Apostle, Prophet, Teacher – that’s how I usually score when I take the survey at fivefoldsurvey.com , the website that I mentioned last time about our personal interests and giftings. Those are my “home base” in terms of how I operate in the Body of Christ. This leaves out two giftings/interests from the list in Ephesians 4:11-12, Evangelist and Shepherd. This is especially embarrassing for me because “Shepherd” often gets translated “pastor”. So I’m a pastor whose gift isn’t pastoring. Nor is it evangelisting, so I guess a television show will never be in my future. Shucks.
But that’s the thing about being a part of the Body of Christ. We don’t get to be all of the parts of the Body of Christ. In 1 Corinthians 12, Paul goes on about a foot saying it doesn’t belong to the body because it’s not a hand, but it is equally a problem if the foot thinks that it is the entirety of the body. The foot gets to be a foot, and the hand gets to be a hand, and I get to be a pastor who struggles to pastor.
That doesn’t mean that I stop being a pastor. The “shepherding” quality that always shows up as one of the least of my qualities is one that cares for people, especially when they are hurting. It’s the quality of a doctor with a “bedside manner”. It’s the quality of your friend who really listens to you. I have to access those qualities for my job, for my life, for my vocations not only of pastoring, but of husbanding and of fathering. It just means those aren’t going to be the situations where I feel natural. I’m going to have to work at it. I’m also going to have natural blindspots in those areas. And it means I’m going to have to get some help from people who are naturally gifted that way.
But God, it seems, has created me with qualities that make it easy for me to teach. I can grasp and explain concepts with greater ease than some. God, it seems, has created me with prophetic ability, the ability to hear from Him and to discern direction. God, it seems, has created me with apostolic interests – I’m interested in starting new things, in listening to Harvard Business Review podcasts, and in the internal logic of organizations. Those are great gifts that help me pastor, even if I don’t have the gift of pastoring.

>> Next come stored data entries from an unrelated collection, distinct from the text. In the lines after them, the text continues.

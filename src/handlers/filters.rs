//! Filter handlers for birthday MCP server

use crate::BirthdayServerHandler;
use crate::birthday::Action;
use crate::validation::{self, FilterValue};
use mcp_attr::Result as McpResult;
use tracing::warn;

impl BirthdayServerHandler {
    /// Toggles one birth year, or clears / selects every year.
    pub async fn handle_toggle_year(&self, value: String) -> McpResult<String> {
        let action = match validation::parse_year_value(&value, &self.roster) {
            Ok(FilterValue::Clear) => Action::ClearYears,
            Ok(FilterValue::All) => Action::SelectAllYears(self.roster.years()),
            Ok(FilterValue::One(year)) => Action::ToggleYear(year),
            Err(e) => {
                warn!(%value, "Rejected year filter");
                return Err(e);
            }
        };
        Ok(self.apply(action))
    }

    /// Toggles one parent, or clears / selects every parent.
    pub async fn handle_toggle_parent(&self, value: String) -> McpResult<String> {
        let action = match validation::parse_parent_value(&value, &self.roster) {
            Ok(FilterValue::Clear) => Action::ClearParents,
            Ok(FilterValue::All) => Action::SelectAllParents(
                self.roster
                    .parents()
                    .into_iter()
                    .map(|parent| parent.id.clone())
                    .collect(),
            ),
            Ok(FilterValue::One(id)) => Action::ToggleParent(id),
            Err(e) => {
                warn!(%value, "Rejected parent filter");
                return Err(e);
            }
        };
        Ok(self.apply(action))
    }

    /// Opens the named filter panel, or closes it if already open.
    pub async fn handle_toggle_filter_category(&self, category: String) -> McpResult<String> {
        let category = validation::parse_filter_category(&category).inspect_err(|_| {
            warn!(%category, "Rejected filter category");
        })?;
        Ok(self.apply(Action::ToggleFilterCategory(category)))
    }

    /// Clears year and parent filters.
    pub async fn handle_reset_filters(&self) -> McpResult<String> {
        Ok(self.apply(Action::Reset))
    }
}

The Gospel in this is simple. I can be me, a pastor whose gift isn’t pastoring. I can be me, and that’s ok, because Jesus is Jesus. Jesus is the only person who has all of the gifts, and because He knew that, He put me together with people who have the gifts that I don’t. That’s why it is important for us to realize that we together are a part of the Body – because we need one another like a hand needs a foot, like a spleen needs a lung. Because where we are lacking, there is Christ in His perfection, providing for what we lack. When we find that we are lacking, that is actually good news, because we’re not expected to be it all. We can just be ourselves, and be the best selves we can be, but we don’t have to try to be everyone.
Please consider taking some time to take the fivefoldsurvey.com , pray, and/or think about where you may not be gifted. And then thank God that He has provided Himself and the Body of Christ at University Lutheran to provide for what you lack.